▶ **WORK TO COMPLETE**
Say how many lines in the data below contain the word "matches", and give no other text.
--*--
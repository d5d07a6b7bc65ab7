//! Fog of war.

use serde::{Deserialize, Serialize};

use crate::config::VisionRadius;
use crate::hex::Hex;
use crate::terrain::TerrainType;
use crate::world::Tile;

/// Extra range at which mountains stay in sight.
pub const MOUNTAIN_SIGHT_BONUS: u32 = 2;

/// Range at which a tile of `terrain` can be seen.
pub fn sight_range(terrain: TerrainType, vision_radius: u32) -> u32 {
    if terrain.is_mountain() {
        vision_radius.saturating_add(MOUNTAIN_SIGHT_BONUS)
    } else {
        vision_radius
    }
}

pub fn is_visible(tile: &Tile, explorer: Hex, vision_radius: u32, fog_enabled: bool) -> bool {
    if !fog_enabled {
        return true;
    }
    tile.coord.distance(&explorer) <= sight_range(tile.terrain, vision_radius)
}

#[derive(Debug, Clone, Copy, PartialEq, Eq, Serialize, Deserialize)]
pub struct FogOfWar {
    pub enabled: bool,
    pub vision_radius: VisionRadius,
}

impl Default for FogOfWar {
    fn default() -> Self {
        FogOfWar {
            enabled: true,
            vision_radius: VisionRadius::default(),
        }
    }
}

impl FogOfWar {
    pub fn is_visible(&self, tile: &Tile, explorer: Hex) -> bool {
        is_visible(tile, explorer, self.vision_radius.get(), self.enabled)
    }
}
//! Defensive parsing of individual raw fields. Nothing here fails; bad data becomes `Malformed`.

use crate::models::{Diagnostics, RawValue, Section};
use chrono::{DateTime, NaiveDate, NaiveDateTime, Utc};

/// Outcome of parsing one field.
#[derive(Clone, Debug, PartialEq)]
pub enum Parsed<T> {
    Value(T),
    /// Missing, null or blank.
    Absent,
    /// Present but not parseable; carries the raw text for diagnostics.
    Malformed(String),
}

impl<T> Parsed<T> {
    pub fn value(self) -> Option<T> {
        match self {
            Parsed::Value(v) => Some(v),
            Parsed::Absent | Parsed::Malformed(_) => None,
        }
    }

    /// Like [`Parsed::value`], but records a warning for malformed input.
    pub fn report(self, diagnostics: &mut Diagnostics, section: Section, field: &str) -> Option<T> {
        match self {
            Parsed::Value(v) => Some(v),
            Parsed::Absent => None,
            Parsed::Malformed(raw) => {
                diagnostics.field(section, field, raw);
                None
            }
        }
    }
}

const DATE_FORMATS: &[&str] = &["%Y-%m-%d", "%d.%m.%Y", "%m/%d/%Y"];
const DATE_TIME_FORMATS: &[&str] = &[
    "%Y-%m-%d %H:%M:%S",
    "%Y-%m-%dT%H:%M:%S",
    "%Y-%m-%dT%H:%M:%S%.f",
];

/// Non-negative integer. Numbers are truncated; strings must start with digits (`"12 "`, `"12a"`).
pub fn parse_uint(value: Option<&RawValue>) -> Parsed<u32> {
    match value {
        None => Parsed::Absent,
        Some(RawValue::Number(n)) => {
            if n.is_finite() && *n >= 0.0 && *n <= f64::from(u32::MAX) {
                Parsed::Value(n.trunc() as u32)
            } else {
                Parsed::Malformed(n.to_string())
            }
        }
        Some(RawValue::Text(s)) => {
            let trimmed = s.trim();
            if trimmed.is_empty() {
                return Parsed::Absent;
            }
            let digits: String = trimmed.chars().take_while(|c| c.is_ascii_digit()).collect();
            match digits.parse::<u32>() {
                Ok(n) => Parsed::Value(n),
                Err(_) => Parsed::Malformed(s.clone()),
            }
        }
        Some(RawValue::Other(v)) => other(v),
    }
}

/// Decimal number; accepts `,` as decimal separator.
pub fn parse_decimal(value: Option<&RawValue>) -> Parsed<f64> {
    match value {
        None => Parsed::Absent,
        Some(RawValue::Number(n)) if n.is_finite() => Parsed::Value(*n),
        Some(RawValue::Number(n)) => Parsed::Malformed(n.to_string()),
        Some(RawValue::Text(s)) => {
            let trimmed = s.trim();
            if trimmed.is_empty() {
                return Parsed::Absent;
            }
            match trimmed.replace(',', ".").parse::<f64>() {
                Ok(n) if n.is_finite() => Parsed::Value(n),
                _ => Parsed::Malformed(s.clone()),
            }
        }
        Some(RawValue::Other(v)) => other(v),
    }
}

/// Calendar date, time of day dropped. Numbers are milliseconds since the Unix epoch.
pub fn parse_date(value: Option<&RawValue>) -> Parsed<NaiveDate> {
    match value {
        None => Parsed::Absent,
        Some(RawValue::Number(ms)) => match DateTime::from_timestamp_millis(*ms as i64) {
            Some(dt) if ms.is_finite() => Parsed::Value(dt.date_naive()),
            _ => Parsed::Malformed(ms.to_string()),
        },
        Some(RawValue::Text(s)) => {
            let trimmed = s.trim();
            if trimmed.is_empty() {
                return Parsed::Absent;
            }
            parse_date_text(trimmed).map_or_else(|| Parsed::Malformed(s.clone()), Parsed::Value)
        }
        Some(RawValue::Other(v)) => other(v),
    }
}

fn parse_date_text(s: &str) -> Option<NaiveDate> {
    if let Ok(dt) = DateTime::parse_from_rfc3339(s) {
        return Some(dt.with_timezone(&Utc).date_naive());
    }
    DATE_FORMATS
        .iter()
        .find_map(|fmt| NaiveDate::parse_from_str(s, fmt).ok())
        .or_else(|| {
            DATE_TIME_FORMATS
                .iter()
                .find_map(|fmt| NaiveDateTime::parse_from_str(s, fmt).ok())
                .map(|dt| dt.date())
        })
}

fn other<T>(v: &serde_json::Value) -> Parsed<T> {
    if v.is_null() {
        Parsed::Absent
    } else {
        Parsed::Malformed(v.to_string())
    }
}

#[cfg(test)]
mod tests {
    use super::*;

    fn text(s: &str) -> RawValue {
        RawValue::Text(s.to_string())
    }

    #[test]
    fn uint_accepts_numbers_and_leading_digits() {
        assert_eq!(parse_uint(Some(&RawValue::Number(1850.0))), Parsed::Value(1850));
        assert_eq!(parse_uint(Some(&RawValue::Number(12.7))), Parsed::Value(12));
        assert_eq!(parse_uint(Some(&text(" 12 "))), Parsed::Value(12));
        assert_eq!(parse_uint(Some(&text("7a"))), Parsed::Value(7));
    }

    #[test]
    fn uint_absent_and_malformed() {
        assert_eq!(parse_uint(None), Parsed::Absent);
        assert_eq!(parse_uint(Some(&text("  "))), Parsed::Absent);
        assert_eq!(parse_uint(Some(&RawValue::Other(serde_json::Value::Null))), Parsed::Absent);
        assert_eq!(parse_uint(Some(&text("abc"))), Parsed::Malformed("abc".to_string()));
        assert!(matches!(parse_uint(Some(&text("-5"))), Parsed::Malformed(_)));
        assert!(matches!(parse_uint(Some(&RawValue::Number(-1.0))), Parsed::Malformed(_)));
    }

    #[test]
    fn decimal_accepts_comma_separator() {
        assert_eq!(parse_decimal(Some(&text("3,5"))), Parsed::Value(3.5));
        assert_eq!(parse_decimal(Some(&text("4.5"))), Parsed::Value(4.5));
        assert_eq!(parse_decimal(Some(&RawValue::Number(2.0))), Parsed::Value(2.0));
        assert!(matches!(parse_decimal(Some(&text("n/a"))), Parsed::Malformed(_)));
    }

    #[test]
    fn date_formats() {
        let expected = NaiveDate::from_ymd_opt(2024, 5, 17).unwrap();
        for s in [
            "2024-05-17",
            "17.05.2024",
            "05/17/2024",
            "2024-05-17 09:30:00",
            "2024-05-17T09:30:00Z",
        ] {
            assert_eq!(parse_date(Some(&text(s))), Parsed::Value(expected), "{s}");
        }
        // 2024-05-17T00:00:00Z
        assert_eq!(
            parse_date(Some(&RawValue::Number(1_715_904_000_000.0))),
            Parsed::Value(expected)
        );
    }

    #[test]
    fn rfc3339_is_normalized_to_utc() {
        let parsed = parse_date(Some(&text("2024-05-17T01:00:00+02:00")));
        assert_eq!(parsed, Parsed::Value(NaiveDate::from_ymd_opt(2024, 5, 16).unwrap()));
    }

    #[test]
    fn report_records_only_malformed() {
        let mut diagnostics = Diagnostics::default();
        assert_eq!(Parsed::<u32>::Absent.report(&mut diagnostics, Section::Players, "2003"), None);
        assert!(diagnostics.is_empty());
        assert_eq!(
            Parsed::<u32>::Malformed("x".into()).report(&mut diagnostics, Section::Players, "2003"),
            None
        );
        assert_eq!(diagnostics.into_warnings().len(), 1);
    }
}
--*--
▶ **EXERCISE RESULT**
3